由于復(fù)雜性肛瘺存在壞死腔深入, 瘺管支管多及彎曲等特點(diǎn), 如果單純使用切開掛線術(shù)治療不僅療效有限, 而且易引發(fā)肛門畸形、肛門疼痛等并發(fā)癥, 療效不容樂觀。近年來臨床上采用切開掛線聯(lián)合對口引流術(shù)治療復(fù)雜性肛瘺療效顯著, 與傳統(tǒng)手術(shù)相比, 該手術(shù)方法對復(fù)雜性肛瘺的病灶尤其是深部壞死腔清除效果顯著提高, 且經(jīng)治療后疾病不易復(fù)發(fā)[2]。但在手術(shù)實(shí)施過程中應(yīng)注意:①操作時(shí)要認(rèn)真, 且動(dòng)作盡量輕柔, 避免出現(xiàn)假性內(nèi)口或動(dòng)作太大導(dǎo)致誤傷。②做放射式切口, 切口走向與皮膚紋理保持一致, 從而有效避免術(shù)后肛門畸形。③保證術(shù)后16~20 d掛線脫落[3]。
本次研究觀察組35例復(fù)雜性肛瘺患者采用切開掛線聯(lián)合對口引流術(shù)治療, 取得了滿意結(jié)果。
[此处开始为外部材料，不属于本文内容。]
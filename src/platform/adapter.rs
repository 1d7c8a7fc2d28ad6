use windows::Wdk::Graphics::Direct3D::*;
use windows::Win32::{
    Foundation::*,
    Graphics::Gdi::*,
};
use crate::{
    error::{AppError, Kind},
    sync::{SyncError, VBlankSource},
};

/// Kernel-mode handle to the adapter and video output driving a window's
/// display. Closed on drop.
pub struct Adapter {
    window: HWND,
    hdc: HDC,
    handle: u32,
    source_id: u32,
}

impl Adapter {
    pub fn open(window: HWND) -> Result<Self, AppError> {
        unsafe {
            let hdc = GetDC(window);
            let mut oa = D3DKMT_OPENADAPTERFROMHDC {
                hDc: hdc,
                ..Default::default()
            };
            let status = D3DKMTOpenAdapterFromHdc(&mut oa);
            if status.is_err() {
                ReleaseDC(window, hdc);
                let kind = match status {
                    STATUS_INVALID_PARAMETER => Kind::AdapterInvalidParameter,
                    STATUS_NO_MEMORY => Kind::AdapterOutOfMemory,
                    other => Kind::AdapterOpen(other.0),
                };
                return Err(AppError::new(kind));
            }

            Ok(Self {
                window,
                hdc,
                handle: oa.hAdapter,
                source_id: oa.VidPnSourceId,
            })
        }
    }
}

fn check(status: NTSTATUS) -> Result<(), SyncError> {
    match status.is_ok() {
        true => Ok(()),
        false => Err(SyncError { status: status.0 }),
    }
}

impl VBlankSource for Adapter {
    fn wait_for_blank_start(&mut self) -> Result<(), SyncError> {
        let we = D3DKMT_WAITFORVERTICALBLANKEVENT {
            hAdapter: self.handle,
            hDevice: 0,
            VidPnSourceId: self.source_id,
        };
        check(unsafe { D3DKMTWaitForVerticalBlankEvent(&we) })
    }

    fn is_in_blank(&mut self) -> Result<bool, SyncError> {
        let mut gsl = D3DKMT_GETSCANLINE {
            hAdapter: self.handle,
            VidPnSourceId: self.source_id,
            ..Default::default()
        };
        check(unsafe { D3DKMTGetScanLine(&mut gsl) })?;
        Ok(gsl.InVerticalBlank.as_bool())
    }
}

impl Drop for Adapter {
    fn drop(&mut self) {
        unsafe {
            let close = D3DKMT_CLOSEADAPTER { hAdapter: self.handle };
            let _ = D3DKMTCloseAdapter(&close);
            ReleaseDC(self.window, self.hdc);
        }
    }
}
use std::mem::size_of;
use windows::core::*;
use windows::Win32::{
    Foundation::*,
    Graphics::Gdi::*,
    System::LibraryLoader::*,
    UI::WindowsAndMessaging::*,
};
use crate::{
    compositor::{Compositor, PresentError},
    control::EventPump,
    error::{AppError, Kind},
    events::{Action, EventKind, Response, SurfaceRole},
    layout::{BandLayout, SurfaceRect},
    scan::ScreenGeometry,
};

/// The hidden control window and the two black occluders.
pub struct Surfaces {
    instance: HMODULE,
    classes: Vec<HSTRING>,
    main: HWND,
    top: HWND,
    bottom: HWND,
}

impl Surfaces {
    const OCCLUDER_EX_STYLE: WINDOW_EX_STYLE = WINDOW_EX_STYLE(
        WS_EX_LAYERED.0 |
        WS_EX_TOPMOST.0 |
        WS_EX_TRANSPARENT.0 |
        WS_EX_TOOLWINDOW.0 |
        WS_EX_NOACTIVATE.0
    );

    pub fn create(screen: ScreenGeometry) -> std::result::Result<Self, AppError> {
        unsafe {
            let instance = GetModuleHandleW(None)
                .map_err(|_| AppError::new(Kind::ClassRegistration(SurfaceRole::Main)))?;

            let mut result = Self {
                instance,
                classes: Vec::new(),
                main: HWND::default(),
                top: HWND::default(),
                bottom: HWND::default(),
            };
            for role in SurfaceRole::ALL {
                result.register_class(role)?;
            }

            let covered = BandLayout::covered(screen.width, screen.height);
            result.main = result.create_window(
                SurfaceRole::Main,
                &SurfaceRect { x: 0, y: 0, width: 1, height: 1 },
            )?;
            result.top = result.create_window(SurfaceRole::TopOccluder, &covered.top)?;
            result.bottom = result.create_window(SurfaceRole::BottomOccluder, &covered.bottom)?;

            for hwnd in [result.top, result.bottom] {
                let _ = SetLayeredWindowAttributes(hwnd, COLORREF(0), 255, LWA_ALPHA);
                let _ = ShowWindow(hwnd, SW_SHOWNOACTIVATE);
            }
            Ok(result)
        }
    }

    pub fn main(&self) -> HWND {
        self.main
    }

    unsafe fn register_class(&mut self, role: SurfaceRole) -> std::result::Result<(), AppError> {
        let class_name = HSTRING::from(role.class_name());
        let wc = WNDCLASSEXW {
            cbSize: size_of::<WNDCLASSEXW>() as u32,
            lpfnWndProc: Some(wndproc),
            hInstance: self.instance.into(),
            hIcon: LoadIconW(None, IDI_APPLICATION).unwrap_or_default(),
            hIconSm: LoadIconW(None, IDI_APPLICATION).unwrap_or_default(),
            hCursor: LoadCursorW(None, IDC_ARROW).unwrap_or_default(),
            lpszClassName: PCWSTR(class_name.as_ptr()),
            ..Default::default()
        };

        match RegisterClassExW(&wc) {
            0 => Err(AppError::new(Kind::ClassRegistration(role))),
            _ => {
                self.classes.push(class_name);
                Ok(())
            },
        }
    }

    unsafe fn create_window(
        &self,
        role: SurfaceRole,
        rect: &SurfaceRect,
    ) -> std::result::Result<HWND, AppError> {
        let (ex_style, style, title) = match role {
            SurfaceRole::Main => (WINDOW_EX_STYLE::default(), WS_OVERLAPPED, w!("RollingBFI")),
            _ => (Self::OCCLUDER_EX_STYLE, WS_POPUP, PCWSTR::null()),
        };
        CreateWindowExW(
            ex_style,
            &HSTRING::from(role.class_name()),
            title,
            style,
            rect.x,
            rect.y,
            rect.width,
            rect.height,
            None,
            None,
            self.instance,
            Some(role_tag(role) as *const _),
        )
        .map_err(|_| AppError::new(Kind::WindowCreation(role)))
    }

    fn place(hwnd: HWND, role: SurfaceRole, rect: &SurfaceRect) -> std::result::Result<(), PresentError> {
        unsafe {
            SetWindowPos(
                hwnd,
                HWND_TOPMOST,
                rect.x,
                rect.y,
                rect.width,
                rect.height,
                SWP_SHOWWINDOW | SWP_NOACTIVATE,
            )
            .map_err(|e| PresentError { surface: role, code: e.code().0 })
        }
    }
}

impl Compositor for Surfaces {
    fn present(&mut self, layout: &BandLayout) -> std::result::Result<(), PresentError> {
        let top = Self::place(self.top, SurfaceRole::TopOccluder, &layout.top);
        let bottom = Self::place(self.bottom, SurfaceRole::BottomOccluder, &layout.bottom);
        top.and(bottom)
    }
}

impl Drop for Surfaces {
    fn drop(&mut self) {
        unsafe {
            for hwnd in [self.bottom, self.top, self.main] {
                if !hwnd.is_invalid() && IsWindow(hwnd).as_bool() {
                    let _ = DestroyWindow(hwnd);
                }
            }
            for class_name in &self.classes {
                let _ = UnregisterClassW(class_name, self.instance);
            }
        }
    }
}

/// Non-blocking drain of the thread's message queue.
pub struct MessagePump;

impl EventPump for MessagePump {
    fn drain(&mut self) -> Option<i32> {
        let mut quit = None;
        let mut message = MSG::default();
        unsafe {
            while PeekMessageW(&mut message, None, 0, 0, PM_REMOVE).as_bool() {
                if message.message == WM_QUIT {
                    quit = Some(message.wParam.0 as i32);
                    continue;
                }
                let _ = TranslateMessage(&message);
                DispatchMessageW(&message);
            }
        }
        quit
    }
}

// GWLP_USERDATA holds the role index plus one; zero means "not ours yet".
fn role_tag(role: SurfaceRole) -> isize {
    role.index() as isize + 1
}

fn role_from_tag(tag: isize) -> Option<SurfaceRole> {
    tag.checked_sub(1)
        .and_then(|i| usize::try_from(i).ok())
        .and_then(|i| SurfaceRole::ALL.get(i).copied())
}

fn event_kind(message: u32) -> EventKind {
    match message {
        WM_PAINT => EventKind::Paint,
        WM_NCHITTEST => EventKind::HitTest,
        WM_CLOSE => EventKind::Close,
        WM_DESTROY => EventKind::Destroy,
        _ => EventKind::Other,
    }
}

extern "system" fn wndproc(
    window: HWND,
    message: u32,
    wparam: WPARAM,
    lparam: LPARAM,
) -> LRESULT {
    unsafe {
        if message == WM_NCCREATE {
            let cs = lparam.0 as *const CREATESTRUCTW;
            SetWindowLongPtrW(window, GWLP_USERDATA, (*cs).lpCreateParams as isize);
        } else if let Some(role) = role_from_tag(GetWindowLongPtrW(window, GWLP_USERDATA)) {
            if let Response::Handled(action) = role.on_event(event_kind(message)) {
                return perform(window, action);
            }
        }

        DefWindowProcW(window, message, wparam, lparam)
    }
}

unsafe fn perform(window: HWND, action: Action) -> LRESULT {
    match action {
        Action::FillBlack => {
            let mut ps = PAINTSTRUCT::default();
            let hdc = BeginPaint(window, &mut ps);
            let mut rect = RECT::default();
            if GetClientRect(window, &mut rect).is_ok() {
                FillRect(hdc, &rect, HBRUSH(GetStockObject(BLACK_BRUSH).0));
            }
            let _ = EndPaint(window, &ps);
            LRESULT(0)
        },
        Action::PassThrough => LRESULT(HTTRANSPARENT as i32 as isize),
        Action::DestroySurface => {
            let _ = DestroyWindow(window);
            LRESULT(0)
        },
        Action::Quit(code) => {
            PostQuitMessage(code);
            LRESULT(0)
        },
    }
}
觀察組總有效率為97.14%, 明顯高于對照組74.29%, 兩組比較差異有統(tǒng)計(jì)學(xué)意義(P<0.05), 此外, 觀察組患者并發(fā)癥發(fā)生率5.71%也明顯低于對照組28.57%, 兩組并發(fā)癥比較差異有統(tǒng)計(jì)學(xué)意義(P<0.05)。
綜上所述, 切開掛線聯(lián)合對口引流術(shù)治療復(fù)雜性肛瘺療效確切, 且術(shù)后并發(fā)癥少, 有臨床推廣價(jià)值。
[1] 茆海兵.切開掛線對口引流術(shù)治療110例復(fù)雜性肛瘺臨床觀察.醫(yī)藥論壇雜志, 2011, 32(24):60-61.
[2] 陳金秀.切口掛線對口引流術(shù)應(yīng)用于復(fù)雜性肛瘺臨床探討.航空航天醫(yī)學(xué)雜志, 2013, 24(2):176-177.
[3] 馬淑云, 錢劍秋, 錢劍弘.切開掛線對口引流術(shù)治療高位復(fù)雜性肛瘺的體會(huì).醫(yī)學(xué)信息, 2011, 7(6):2852-2853.